What is a possible world? So I read Quine's two dogmas, and he says that there is no distinction between an analytic statement and a synthetic one. If I have that right. But when people talk about possible worlds they seem to think there is. So if Quine is right there is only one possible world, isn't there?

I'm not sure there's much of a connection. Whether or not some things are true by virtue of meaning along and whether there are incompatible ways things could be strike me as different questions. The thought might be that if there are no analytic truths, there are no necessary truths, no impossibilities, and no meaningful distinctions between supposed possibilities, hence no notion of different possible worlds. But that seems way too quick. For starts, whether there are necessary truths and whether such truths hold by virtue of meaning alone are different questions. I can't talk myself out of thinking that "1 +1 = 2" is a necessary truth, even if I'm a lot less sure that it holds by virtue of meaning alone. I also think that "There are no more than 2 people in this room" (i.e., the one I'm in right now) and "there are at least 7 people in this room" are two different, incompatible possibilities, whether or not the analytic/synthetic distinction is real. But leave all that heady stuff aside. You...

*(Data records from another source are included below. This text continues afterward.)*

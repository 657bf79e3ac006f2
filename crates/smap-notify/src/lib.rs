//! Search-engine sitemap notification for smap.
//!
//! After a sitemap is regenerated, search engines can be told to re-fetch it
//! by requesting a well-known "ping" endpoint with the sitemap location in the
//! query string. Notification is strictly best-effort: one request, a bounded
//! timeout, no retry, and a boolean outcome instead of an error.

use std::time::Duration;

use percent_encoding::{AsciiSet, NON_ALPHANUMERIC, percent_encode};
use ureq::Agent;

/// Default HTTP timeout in seconds.
const DEFAULT_TIMEOUT: u64 = 10;

/// Path of the published sitemap below a site's base URL.
const SITEMAP_PATH: &str = "/sitemap.xml";

/// RFC 3986 unreserved characters: A-Z a-z 0-9 - . _ ~
const QUERY_ENCODE_SET: &AsciiSet = &NON_ALPHANUMERIC
    .remove(b'-')
    .remove(b'.')
    .remove(b'_')
    .remove(b'~');

/// Something that can tell a search engine a site's sitemap changed.
pub trait Notifier {
    /// Notify about the sitemap of the site at `site_base_url`
    /// (e.g. `https://example.com`).
    ///
    /// Returns `true` if the notification was accepted. Never fails.
    fn notify(&self, site_base_url: &str) -> bool;
}

/// Reason a ping was not accepted.
#[derive(Debug, thiserror::Error)]
pub enum NotifyError {
    /// HTTP request failed (network error, timeout, etc).
    #[error("HTTP request failed: {0}")]
    HttpRequest(#[from] ureq::Error),

    /// Endpoint answered with a non-success status.
    #[error("HTTP status {0}")]
    HttpStatus(u16),
}

/// [`Notifier`] that issues a single GET to a ping endpoint.
pub struct PingNotifier {
    agent: Agent,
    endpoint: String,
}

impl PingNotifier {
    /// Create a notifier for `endpoint` with the given request timeout.
    #[must_use]
    pub fn new(endpoint: &str, timeout: Duration) -> Self {
        let agent = Agent::config_builder()
            .timeout_global(Some(timeout))
            .http_status_as_error(false)
            .build()
            .into();

        Self {
            agent,
            endpoint: endpoint.to_owned(),
        }
    }

    /// Create a notifier with the default 10 second timeout.
    #[must_use]
    pub fn with_default_timeout(endpoint: &str) -> Self {
        Self::new(endpoint, Duration::from_secs(DEFAULT_TIMEOUT))
    }

    /// Full ping URL for a site, with the sitemap location URL-encoded.
    #[must_use]
    pub fn ping_url(&self, site_base_url: &str) -> String {
        let sitemap_url = format!("{}{SITEMAP_PATH}", site_base_url.trim_end_matches('/'));
        let separator = if self.endpoint.contains('?') { '&' } else { '?' };
        format!(
            "{}{separator}sitemap={}",
            self.endpoint,
            percent_encode(sitemap_url.as_bytes(), QUERY_ENCODE_SET)
        )
    }

    /// Send the ping and return the response status.
    ///
    /// # Errors
    ///
    /// Returns [`NotifyError`] on transport failure or a non-2xx status.
    pub fn ping(&self, site_base_url: &str) -> Result<u16, NotifyError> {
        let url = self.ping_url(site_base_url);
        tracing::debug!(url = %url, "Pinging search engine");

        let response = self.agent.get(&url).call()?;
        let status = response.status();
        if !status.is_success() {
            return Err(NotifyError::HttpStatus(status.as_u16()));
        }
        Ok(status.as_u16())
    }
}

impl Notifier for PingNotifier {
    fn notify(&self, site_base_url: &str) -> bool {
        match self.ping(site_base_url) {
            Ok(status) => {
                tracing::info!(site = site_base_url, status, "Search engine notified");
                true
            }
            Err(e) => {
                tracing::warn!(site = site_base_url, error = %e, "Search engine not notified");
                false
            }
        }
    }
}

Hello Philosophers! Can anyone defend the Ontological Argument against Kant's criticism that existence is not a predicate?

Sure. Even if existence is not a predicate, it's at least arguable that necessary existence is. (As Norman Malcolm pointed out years ago, there really are two versions of the argument, and the second one deals with necessary existence.) We doubt that existence is a predicate because, roughly, saying that something exists tells us nothing about what it's like. Not so for necessary existence. Not just anything could exist necessarily. The computer I'm typing on is the wrong sort of thing to be a candidate for necessarily existing thing. Assuming that some things are of the right sort to exist necessarily, necessary existence would be a predicate. Whether this is a defense of the argument all things considered is another matter. But I think the point made here is fair as far as it goes. A being that merely happened to exist wouldn't be a being than which none greater can be conceived.

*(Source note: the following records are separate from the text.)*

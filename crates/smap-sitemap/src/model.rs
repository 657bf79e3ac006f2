//! Sitemap document model.

/// Image attached to a sitemap URL (Google image extension).
#[derive(Debug, Clone, Default, PartialEq, Eq)]
pub struct ImageEntry {
    /// Absolute image URL.
    pub location: String,
    /// Image title, tags stripped. `None` when empty.
    pub title: Option<String>,
    /// Image caption, tags stripped. `None` when empty.
    pub caption: Option<String>,
}

/// One `<url>` entry.
#[derive(Debug, Clone, Default, PartialEq, Eq)]
pub struct UrlEntry {
    /// Absolute page URL.
    pub location: String,
    /// Last modification, RFC 3339 in UTC.
    pub last_modified: String,
    /// Images on the page, in element order.
    pub images: Vec<ImageEntry>,
}

/// Ordered URL entries of one site.
#[derive(Debug, Clone, Default, PartialEq, Eq)]
pub struct SitemapDocument {
    /// Entries in traversal order.
    pub urls: Vec<UrlEntry>,
}

impl SitemapDocument {
    /// Number of image entries across all URLs.
    #[must_use]
    pub fn image_count(&self) -> usize {
        self.urls.iter().map(|url| url.images.len()).sum()
    }

    /// Whether any URL carries an image (the image namespace is needed).
    #[must_use]
    pub fn has_images(&self) -> bool {
        self.urls.iter().any(|url| !url.images.is_empty())
    }

    /// `(location, last_modified)` pairs in document order.
    #[must_use]
    pub fn locations(&self) -> Vec<(&str, &str)> {
        self.urls
            .iter()
            .map(|url| (url.location.as_str(), url.last_modified.as_str()))
            .collect()
    }
}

What would Kant say about "networking"? Poses a dilemma for me bc of his prohibition against using people, which networking is, by definition. Is there a way we could modify or qualify networking to fit his Categorical Imperative, as in: well, if you offer in return a commensurate service, and if you wouldn't mind everyone doing it or even would recommend it... any ideas?

The key is to be careful about what Kant says. You must never use people merely as means, but must also treat them as an end in themselves. One common example is buying something in a store. I use the clerk as a means to the transaction, but I don't coerce her/him. If I did, that would be a case of using someone merely as a means. Since I take seriously the need for the clerk's (implicit) consent to the arrangement, I am also treating the clerk as an end. Networking is similar. The people in the network all consent. No one is being coerced, and so long as everyone is being truthful and otherwise decent to one another, then there's no violation of the Categorical Imperative.

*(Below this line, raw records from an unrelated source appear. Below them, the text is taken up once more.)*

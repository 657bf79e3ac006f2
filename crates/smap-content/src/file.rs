//! File-backed content tree.
//!
//! [`FileContentTree`] loads a full export of the content tree from a JSON or
//! YAML file into memory. Nodes list their parent by id; sibling order is the
//! order in which nodes appear in the file.
//!
//! ```yaml
//! nodes:
//!   - id: 1
//!     kind: page
//!     path: /
//!     modified: 1705314600
//!     language: en
//!   - id: 2
//!     parent: 1
//!     kind: page
//!     path: /about
//!     elements:
//!       - kind: image
//!         image_id: 10
//!         alt: Our team
//! images:
//!   - id: 10
//!     thumbnail: /img/team.jpg
//!     metadata:
//!       en: { title: Team photo, alt: Everyone at the office }
//! ```

use std::collections::HashMap;
use std::path::Path;

use serde::Deserialize;

use crate::node::{ContentNode, Image, NodeKind, PageElement};
use crate::tree::{ContentError, ContentErrorKind, ContentRef, ContentTree};

const BACKEND: &str = "File";

/// Top-level layout of an export file.
#[derive(Deserialize)]
struct TreeExport {
    #[serde(default)]
    nodes: Vec<NodeRecord>,
    #[serde(default)]
    images: Vec<Image>,
}

/// One node as written in an export file.
#[derive(Deserialize)]
struct NodeRecord {
    id: u64,
    #[serde(default)]
    parent: Option<u64>,
    #[serde(default)]
    kind: NodeKind,
    path: String,
    #[serde(default)]
    modified: i64,
    #[serde(default)]
    sitemap_exclude: bool,
    #[serde(default)]
    language: Option<String>,
    #[serde(default)]
    elements: Vec<PageElement>,
}

/// In-memory content tree loaded from an export file.
#[derive(Debug, Default)]
pub struct FileContentTree {
    nodes: HashMap<u64, ContentNode>,
    children: HashMap<u64, Vec<u64>>,
    images: HashMap<u64, Image>,
}

impl FileContentTree {
    /// Load an export file, choosing the format by extension
    /// (`.json`, `.yaml`, `.yml`).
    ///
    /// # Errors
    ///
    /// Returns [`ContentError`] if the file cannot be read, has an unsupported
    /// extension, or does not describe a consistent tree.
    pub fn load(path: &Path) -> Result<Self, ContentError> {
        let content = std::fs::read_to_string(path)
            .map_err(|e| ContentError::io(e, path).with_backend(BACKEND))?;

        let extension = path
            .extension()
            .and_then(|ext| ext.to_str())
            .map(str::to_ascii_lowercase);
        let result = match extension.as_deref() {
            Some("json") => Self::from_json(&content),
            Some("yaml" | "yml") => Self::from_yaml(&content),
            _ => Err(invalid("unsupported tree file extension (expected .json, .yaml or .yml)")),
        };

        let tree = result.map_err(|e| match e.subject {
            Some(_) => e,
            None => e.with_subject(ContentRef::File(path.to_path_buf())),
        })?;
        tracing::debug!(
            path = %path.display(),
            nodes = tree.nodes.len(),
            images = tree.images.len(),
            "Loaded content tree"
        );
        Ok(tree)
    }

    /// Parse a JSON export.
    ///
    /// # Errors
    ///
    /// Returns [`ContentErrorKind::InvalidData`] on malformed JSON or an
    /// inconsistent tree.
    pub fn from_json(content: &str) -> Result<Self, ContentError> {
        let export: TreeExport =
            serde_json::from_str(content).map_err(|e| invalid("invalid JSON").with_source(e))?;
        Self::from_export(export)
    }

    /// Parse a YAML export.
    ///
    /// # Errors
    ///
    /// Returns [`ContentErrorKind::InvalidData`] on malformed YAML or an
    /// inconsistent tree.
    pub fn from_yaml(content: &str) -> Result<Self, ContentError> {
        let export: TreeExport =
            serde_yaml::from_str(content).map_err(|e| invalid("invalid YAML").with_source(e))?;
        Self::from_export(export)
    }

    /// Number of nodes in the tree.
    #[must_use]
    pub fn len(&self) -> usize {
        self.nodes.len()
    }

    /// Whether the tree has no nodes.
    #[must_use]
    pub fn is_empty(&self) -> bool {
        self.nodes.is_empty()
    }

    fn from_export(export: TreeExport) -> Result<Self, ContentError> {
        let mut tree = Self::default();
        let mut parents = Vec::with_capacity(export.nodes.len());

        for record in export.nodes {
            if tree.nodes.contains_key(&record.id) {
                return Err(invalid("duplicate node id").with_subject(ContentRef::Node(record.id)));
            }
            if record.parent == Some(record.id) {
                return Err(invalid("node is its own parent").with_subject(ContentRef::Node(record.id)));
            }
            if let Some(parent) = record.parent {
                parents.push((parent, record.id));
            }
            tree.nodes.insert(
                record.id,
                ContentNode {
                    id: record.id,
                    kind: record.kind,
                    full_path: record.path,
                    modified: record.modified,
                    sitemap_exclude: record.sitemap_exclude,
                    language: record.language,
                    elements: record.elements,
                },
            );
        }

        // Parents may appear after their children in the file, so link once
        // all nodes are known. Sibling order still follows file order.
        for (parent, child) in parents {
            if !tree.nodes.contains_key(&parent) {
                return Err(invalid(format!("unknown parent {parent}"))
                    .with_subject(ContentRef::Node(child)));
            }
            tree.children.entry(parent).or_default().push(child);
        }

        for image in export.images {
            let id = image.id;
            if tree.images.insert(id, image).is_some() {
                return Err(invalid("duplicate image id").with_subject(ContentRef::Image(id)));
            }
        }

        Ok(tree)
    }
}

impl ContentTree for FileContentTree {
    fn node(&self, id: u64) -> Result<ContentNode, ContentError> {
        self.nodes
            .get(&id)
            .cloned()
            .ok_or_else(|| ContentError::node_not_found(id).with_backend(BACKEND))
    }

    fn children(&self, id: u64) -> Result<Vec<ContentNode>, ContentError> {
        if !self.nodes.contains_key(&id) {
            return Err(ContentError::node_not_found(id).with_backend(BACKEND));
        }
        Ok(self
            .children
            .get(&id)
            .into_iter()
            .flatten()
            .filter_map(|child| self.nodes.get(child).cloned())
            .collect())
    }

    fn image(&self, id: u64) -> Result<Image, ContentError> {
        self.images
            .get(&id)
            .cloned()
            .ok_or_else(|| ContentError::image_not_found(id).with_backend(BACKEND))
    }
}

fn invalid(message: impl Into<String>) -> ContentError {
    ContentError::new(ContentErrorKind::InvalidData)
        .with_backend(BACKEND)
        .with_message(message)
}

#[cfg(test)]
mod tests {
    use pretty_assertions::assert_eq;
    use tempfile::TempDir;

    use super::*;
    use crate::node::ElementKind;

    const YAML_EXPORT: &str = r"
nodes:
  - id: 1
    kind: page
    path: /
    modified: 1705314600
    language: en
  - id: 3
    parent: 1
    kind: folder
    path: /blog
  - id: 2
    parent: 1
    kind: page
    path: /about
    sitemap_exclude: true
    elements:
      - kind: image
        image_id: 10
        alt: Our team
      - kind: wysiwyg
  - id: 4
    parent: 3
    path: /blog/post-1
images:
  - id: 10
    thumbnail: /img/team.jpg
    metadata:
      en: { title: Team photo, alt: Everyone at the office }
";

    fn ids(nodes: &[ContentNode]) -> Vec<u64> {
        nodes.iter().map(|n| n.id).collect()
    }

    #[test]
    fn test_from_yaml_preserves_file_order() {
        let tree = FileContentTree::from_yaml(YAML_EXPORT).unwrap();

        assert_eq!(tree.len(), 4);
        assert_eq!(ids(&tree.children(1).unwrap()), vec![3, 2]);
        assert_eq!(ids(&tree.children(3).unwrap()), vec![4]);
        assert!(tree.children(4).unwrap().is_empty());
    }

    #[test]
    fn test_from_yaml_node_fields() {
        let tree = FileContentTree::from_yaml(YAML_EXPORT).unwrap();

        let about = tree.node(2).unwrap();
        assert_eq!(about.full_path, "/about");
        assert!(about.sitemap_exclude);
        assert_eq!(about.elements.len(), 2);
        assert_eq!(about.elements[0].kind, ElementKind::Image);
        assert_eq!(about.elements[0].image_id, Some(10));
        assert_eq!(about.elements[1].kind, ElementKind::Other);

        let post = tree.node(4).unwrap();
        assert_eq!(post.kind, NodeKind::Page);
        assert_eq!(post.modified, 0);

        let image = tree.image(10).unwrap();
        assert_eq!(image.thumbnail, "/img/team.jpg");
        assert_eq!(image.title(Some("en")), Some("Team photo"));
    }

    #[test]
    fn test_from_json() {
        let json = r#"{
            "nodes": [
                {"id": 1, "kind": "page", "path": "/"},
                {"id": 2, "parent": 1, "kind": "snippet", "path": "/footer"}
            ]
        }"#;
        let tree = FileContentTree::from_json(json).unwrap();

        let children = tree.children(1).unwrap();
        assert_eq!(children.len(), 1);
        assert_eq!(children[0].kind, NodeKind::Snippet);
    }

    #[test]
    fn test_lookup_missing() {
        let tree = FileContentTree::from_yaml(YAML_EXPORT).unwrap();

        assert!(tree.node(99).unwrap_err().is_not_found());
        assert!(tree.children(99).unwrap_err().is_not_found());
        assert!(tree.image(99).unwrap_err().is_not_found());
    }

    #[test]
    fn test_duplicate_node_id_rejected() {
        let json = r#"{"nodes": [{"id": 1, "path": "/"}, {"id": 1, "path": "/x"}]}"#;
        let err = FileContentTree::from_json(json).unwrap_err();

        assert_eq!(err.kind, ContentErrorKind::InvalidData);
        assert_eq!(err.subject, Some(ContentRef::Node(1)));
    }

    #[test]
    fn test_unknown_parent_rejected() {
        let json = r#"{"nodes": [{"id": 2, "parent": 1, "path": "/x"}]}"#;
        let err = FileContentTree::from_json(json).unwrap_err();

        assert_eq!(err.kind, ContentErrorKind::InvalidData);
        assert!(err.to_string().contains("unknown parent 1"));
    }

    #[test]
    fn test_self_parent_rejected() {
        let json = r#"{"nodes": [{"id": 2, "parent": 2, "path": "/x"}]}"#;
        let err = FileContentTree::from_json(json).unwrap_err();

        assert_eq!(err.kind, ContentErrorKind::InvalidData);
    }

    #[test]
    fn test_malformed_json() {
        let err = FileContentTree::from_json("{not json").unwrap_err();
        assert_eq!(err.kind, ContentErrorKind::InvalidData);
    }

    #[test]
    fn test_load_by_extension() {
        let dir = TempDir::new().unwrap();
        let path = dir.path().join("tree.yml");
        std::fs::write(&path, YAML_EXPORT).unwrap();

        let tree = FileContentTree::load(&path).unwrap();
        assert_eq!(tree.len(), 4);
    }

    #[test]
    fn test_load_unsupported_extension() {
        let dir = TempDir::new().unwrap();
        let path = dir.path().join("tree.xml");
        std::fs::write(&path, "<tree/>").unwrap();

        let err = FileContentTree::load(&path).unwrap_err();
        assert_eq!(err.kind, ContentErrorKind::InvalidData);
        assert_eq!(err.subject, Some(ContentRef::File(path)));
    }

    #[test]
    fn test_load_missing_file() {
        let err = FileContentTree::load(Path::new("/nonexistent/tree.json")).unwrap_err();
        assert!(err.is_not_found());
    }
}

I am currently reading Theaetetus, for a course at university, and I am struck by the number of times Socrates discusses "God" (for example, 176c, where Socrates says "God" is utterly and perfectly righteous). Considering the fact that these dialogs were written centuries before the birth of Jesus, and the fact that the Greeks were almost certainly not Jewish, it seems odd that the translators should use a monotheistic god when translating Socrates' words. Did the Greeks actually have a serious concept of monotheism, and is this concept what is being referred to in the English translations of Theaetetus? Or is this "God" just a way for the translator to "whitewash" the ancient Greeks so as to make it easier for Christians (be it theistic Christians or non-Christians who grew up with Christian cultural heritage) to relate to the dialog? Does such a translation do justice to the original?

I'd been hoping one of our classicists would take a stab at this, but since none has… The Jews were not the only people in the ancient world to develop monotheistic ideas, nor, for that matter, was Judaism clearly monotheistic (as opposed to henotheistic — taking Yahweh to be their god and the most powerful.) There's a strong abstract and unificatory streak in Greek thought that would make the development of monotheistic ideas unsurprising, whether most people accepted them or not. But on the matter of translation, I fid it hard to imagine any of the classicists I know hedging their translations to make them acceptabe to wider Christian culture. On the contrary, if the usual translations were suspect, I'd expect this to be an active debate in the literature, and far as I know, it's not.

What do you philosophers think of when non-philosophers step into your turf? Are "pop-philosophers" (for lack of a better term, I don't see the "man on the street" going hooplah over what Putnam or Kripke says) worth reading or do they have any good philosophical value at all? What do you philosophers think of Dawkins commenting on God which I believe is your turf? What do you philosophers think of when Stephen Hawking says that philosophy is dead?

I'll speak for myself, but I think there are lots of other philosophers who would agree. For me it's not a matter of turf. There are people who weren't trained as philosophers but who have made serious contributions to philosophy. To take but one example, I have a colleague whose formal training was entirely in physics -- all the way to the PhD level. But he's an excellent philosopher. Philosophers would need to be very careful about laying claim to any stretch of intellectual territory -- not least because so much of contemporary philosophy is "Philosophy of X," where X is some discipline like physics or psychology. Richard Dawkins has as much business talking about religion as I do; I just wish he'd do it a bit less ham-fistedly. And while I have enormous respect for Hawking as a physicist, he simply hasn't done his homework when he makes pronouncements about the death of philosophy; he appears to have very little idea what sophisticated philosophers actually have to say. So I'm happy to...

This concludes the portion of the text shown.